● Data
[Start of Attachment]

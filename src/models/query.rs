//! Query result models.
//!
//! `QueryOutcome` is the three-way result contract of the query executor:
//! exactly one of `Empty`, `Rows`, or `Failure` per call. Callers match on
//! it exhaustively instead of inspecting the shape of a loosely-typed value.

use schemars::JsonSchema;
use serde::{Deserialize, Serialize};
use std::fmt;

/// A single SQLite scalar value, decoded from the engine's storage class.
///
/// BLOB values are carried as their base64 encoding so they stay printable
/// in reports and JSON output.
#[derive(Debug, Clone, PartialEq, Serialize, Deserialize, JsonSchema)]
#[serde(untagged)]
pub enum SqlValue {
    /// SQL NULL
    Null,
    /// INTEGER storage class
    Integer(i64),
    /// REAL storage class
    Real(f64),
    /// TEXT storage class
    Text(String),
    /// BLOB storage class, base64-encoded
    Blob(String),
}

impl fmt::Display for SqlValue {
    fn fmt(&self, f: &mut fmt::Formatter<'_>) -> fmt::Result {
        match self {
            Self::Null => write!(f, "NULL"),
            Self::Integer(v) => write!(f, "{}", v),
            Self::Real(v) => write!(f, "{}", v),
            Self::Text(v) => write!(f, "{}", v),
            Self::Blob(v) => write!(f, "{}", v),
        }
    }
}

/// Which stage of a query call failed.
#[derive(Debug, Clone, Copy, PartialEq, Eq)]
pub enum FailureKind {
    /// The database file could not be opened.
    Connection,
    /// The statement was rejected at plan time, before any side effect.
    Validation,
    /// The statement planned successfully but failed during execution.
    Execution,
}

impl fmt::Display for FailureKind {
    fn fmt(&self, f: &mut fmt::Formatter<'_>) -> fmt::Result {
        match self {
            Self::Connection => write!(f, "connection"),
            Self::Validation => write!(f, "validation"),
            Self::Execution => write!(f, "execution"),
        }
    }
}

/// Result of one query executor call.
///
/// The variants are mutually exclusive and exhaustive: a successful write
/// is `Empty` (and nothing else), a successful read is `Rows` (possibly
/// with zero rows), and every captured failure is `Failure`.
#[derive(Debug, Clone, PartialEq)]
pub enum QueryOutcome {
    /// Statement executed with no rows to report (INSERT, UPDATE, DELETE, DDL).
    Empty,
    /// Row set from a read query, values in column order.
    Rows(Vec<Vec<SqlValue>>),
    /// Captured failure with the stage it occurred at and the engine's
    /// native error text.
    Failure { kind: FailureKind, message: String },
}

impl QueryOutcome {
    /// Create a failure outcome.
    pub fn failure(kind: FailureKind, message: impl Into<String>) -> Self {
        Self::Failure {
            kind,
            message: message.into(),
        }
    }

    /// True if this outcome is the failure variant.
    pub fn is_failure(&self) -> bool {
        matches!(self, Self::Failure { .. })
    }
}

#[cfg(test)]
mod tests {
    use super::*;

    #[test]
    fn test_sql_value_display() {
        assert_eq!(SqlValue::Null.to_string(), "NULL");
        assert_eq!(SqlValue::Integer(42).to_string(), "42");
        assert_eq!(SqlValue::Real(1.5).to_string(), "1.5");
        assert_eq!(SqlValue::Text("hello".into()).to_string(), "hello");
        assert_eq!(SqlValue::Blob("aGk=".into()).to_string(), "aGk=");
    }

    #[test]
    fn test_sql_value_serializes_untagged() {
        assert_eq!(serde_json::to_string(&SqlValue::Null).unwrap(), "null");
        assert_eq!(serde_json::to_string(&SqlValue::Integer(1)).unwrap(), "1");
        assert_eq!(
            serde_json::to_string(&SqlValue::Text("a".into())).unwrap(),
            "\"a\""
        );
    }

    #[test]
    fn test_outcome_failure_constructor() {
        let outcome = QueryOutcome::failure(FailureKind::Validation, "no such table: x");
        assert!(outcome.is_failure());
        match outcome {
            QueryOutcome::Failure { kind, message } => {
                assert_eq!(kind, FailureKind::Validation);
                assert_eq!(message, "no such table: x");
            }
            _ => unreachable!(),
        }
    }

    #[test]
    fn test_empty_and_rows_are_not_failure() {
        assert!(!QueryOutcome::Empty.is_failure());
        assert!(!QueryOutcome::Rows(Vec::new()).is_failure());
    }
}
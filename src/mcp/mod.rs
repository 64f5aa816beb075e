//! MCP server integration module.
//!
//! This module provides the integration between the MCP protocol and
//! the database tool handlers using the rmcp framework.

pub mod service;

pub use service::ExplorerService;
//! MCP tool implementations.
//!
//! This module contains the two tool handlers:
//! - `schema`: fetch a database's schema report with sample values
//! - `query`: validate and execute an ad-hoc SQL statement

pub mod query;
pub mod schema;

pub use query::{ExecuteSqlInput, ExecuteSqlOutput, ExecuteStatus, QueryToolHandler};
pub use schema::{FetchSchemaInput, SchemaToolHandler};
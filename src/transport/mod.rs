//! Transport layer for the MCP server.
//!
//! This module provides different transport implementations for the MCP protocol:
//! - Stdio: Standard input/output for CLI integration
//! - HTTP: HTTP with Server-Sent Events for web clients

pub mod http;
pub mod stdio;

pub use http::HttpTransport;
pub use stdio::StdioTransport;

use crate::error::ExplorerResult;
use std::future::Future;

/// Trait for MCP transport implementations.
///
/// Transports handle the low-level communication between the MCP server
/// and clients, abstracting away the protocol details.
pub trait Transport: Send + Sync {
    /// Start the transport and begin handling requests.
    ///
    /// This method should block until the transport is shut down.
    fn run(&self) -> impl Future<Output = ExplorerResult<()>> + Send;

    /// Get the name of this transport for logging.
    fn name(&self) -> &'static str;
}
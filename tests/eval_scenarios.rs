//! End-to-end evaluation scenarios through the public API.

use chess_eval::eval::{
    static_phase, DynamicPhaseDetector, GamePhase, TB_LOSS_IN_MAX_PLY, TB_WIN_IN_MAX_PLY,
};
use chess_eval::position::PAWN_VALUE;
use chess_eval::{
    evaluate, evaluate_network, simple_eval, Color, EvalContext, EvalOptionAction, EvalOptions,
    NetSize, NetworkStore, Position,
};

fn make_pos(fen: &str) -> Position {
    fen.parse().expect("valid fen")
}

#[test]
fn simple_eval_zero_without_nonpawn_material() {
    let pos = make_pos("4k3/pppppppp/8/8/8/8/PPPPPPPP/4K3 w - - 0 1");
    assert_eq!(simple_eval(&pos, pos.side_to_move()), 0);
}

#[test]
fn simple_eval_counts_pawn_difference() {
    let pos = make_pos("4k3/pp6/8/8/8/8/PPP5/4K3 w - - 0 1");
    assert_eq!(simple_eval(&pos, Color::White), PAWN_VALUE);
}

#[test]
fn dynamic_phase_is_idempotent_for_stable_position() {
    let mut detector = DynamicPhaseDetector::new();
    let pos = Position::new();
    let first = detector.update(&pos);
    for _ in 0..20 {
        assert_eq!(detector.update(&pos), first);
        assert_eq!(detector.pending_streak(), 0);
    }
}

#[test]
fn dynamic_phase_commits_after_debounce() {
    let mut detector = DynamicPhaseDetector::new();
    detector.update(&Position::new());
    let endgame = make_pos("4k3/8/8/8/8/8/8/R3K3 w - - 0 1");
    assert_eq!(detector.update(&endgame), GamePhase::Opening);
    assert_eq!(detector.update(&endgame), GamePhase::Opening);
    assert_eq!(detector.update(&endgame), GamePhase::Endgame);
}

#[test]
fn static_and_dynamic_detectors_disagree_by_design() {
    // A queen-and-rooks position: middlegame statically, opening for
    // the material-only dynamic detector.
    let pos = make_pos("r2qk2r/8/8/8/8/8/8/R2QK2R w - - 0 1");
    assert_eq!(static_phase(&pos), GamePhase::Middlegame);
    let mut detector = DynamicPhaseDetector::new();
    assert_eq!(detector.update(&pos), GamePhase::Opening);
}

#[test]
fn evaluation_is_always_outside_tb_band() {
    let store = NetworkStore::new();
    let mut ctx = EvalContext::default();
    let fens = [
        "4k3/8/8/8/8/QQQQQ3/QQQQQQQQ/4K3 w - - 0 1",
        "4k3/qqqqqqqq/qqqqq3/8/8/8/8/4K3 w - - 0 1",
        "4k3/8/8/8/8/8/8/4K3 w - - 0 1",
    ];
    for fen in fens {
        let pos = make_pos(fen);
        let v = evaluate(&store, &pos, &mut ctx, 0);
        assert!(v > TB_LOSS_IN_MAX_PLY && v < TB_WIN_IN_MAX_PLY, "{fen}: {v}");
        let v = evaluate_network(&store, &pos, &ctx);
        assert!(v > TB_LOSS_IN_MAX_PLY && v < TB_WIN_IN_MAX_PLY, "{fen}: {v}");
    }
}

#[test]
fn fallback_eval_ignores_shuffling_counter() {
    // Shuffling damping belongs to the network pipeline; the material
    // fallback used without a loaded net must not depend on the clock.
    let store = NetworkStore::new();
    let ctx = EvalContext::default();
    let fresh = make_pos("4k3/8/8/8/8/8/R7/4K3 w - - 0 1");
    let stale = make_pos("4k3/8/8/8/8/8/R7/4K3 w - - 40 90");
    assert_eq!(
        evaluate_network(&store, &fresh, &ctx),
        evaluate_network(&store, &stale, &ctx)
    );
}

#[test]
fn verify_reports_missing_network() {
    let store = NetworkStore::new();
    let options = EvalOptions::default();
    let err = store.verify(&options).expect_err("nothing loaded");
    assert_eq!(err.net, NetSize::Big);
    let text = err.to_string();
    assert!(text.contains("was not loaded successfully"));
    assert!(text.contains("terminated"));
}

#[test]
fn option_changes_request_network_reload() {
    let mut options = EvalOptions::default();
    assert_eq!(
        options.apply_setoption("EvalFileSmall", Some("nn-123456789abc.nnue")),
        Some(EvalOptionAction::ReloadNetworks)
    );
    assert_eq!(options.eval_file_small, "nn-123456789abc.nnue");
}

#[cfg(feature = "serde")]
#[test]
fn options_serde_roundtrip() {
    let options = EvalOptions {
        use_style: true,
        tal_weight: 55,
        ..EvalOptions::default()
    };
    let json = serde_json::to_string(&options).unwrap();
    let back: EvalOptions = serde_json::from_str(&json).unwrap();
    assert_eq!(back, options);
}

[End of Attachment]

● Task instructions
Transcribe only, please, the lines from the first line of the records through the line with "use schemars::JsonSchema;". Both of those lines are included.

● Output for this exercise
filename src/models/query.rs
//! Query result models.
//!
//! `QueryOutcome` is the three-way result contract of the query executor:
//! exactly one of `Empty`, `Rows`, or `Failure` per call. Callers match on
//! it exhaustively instead of inspecting the shape of a loosely-typed value.

use schemars::JsonSchema;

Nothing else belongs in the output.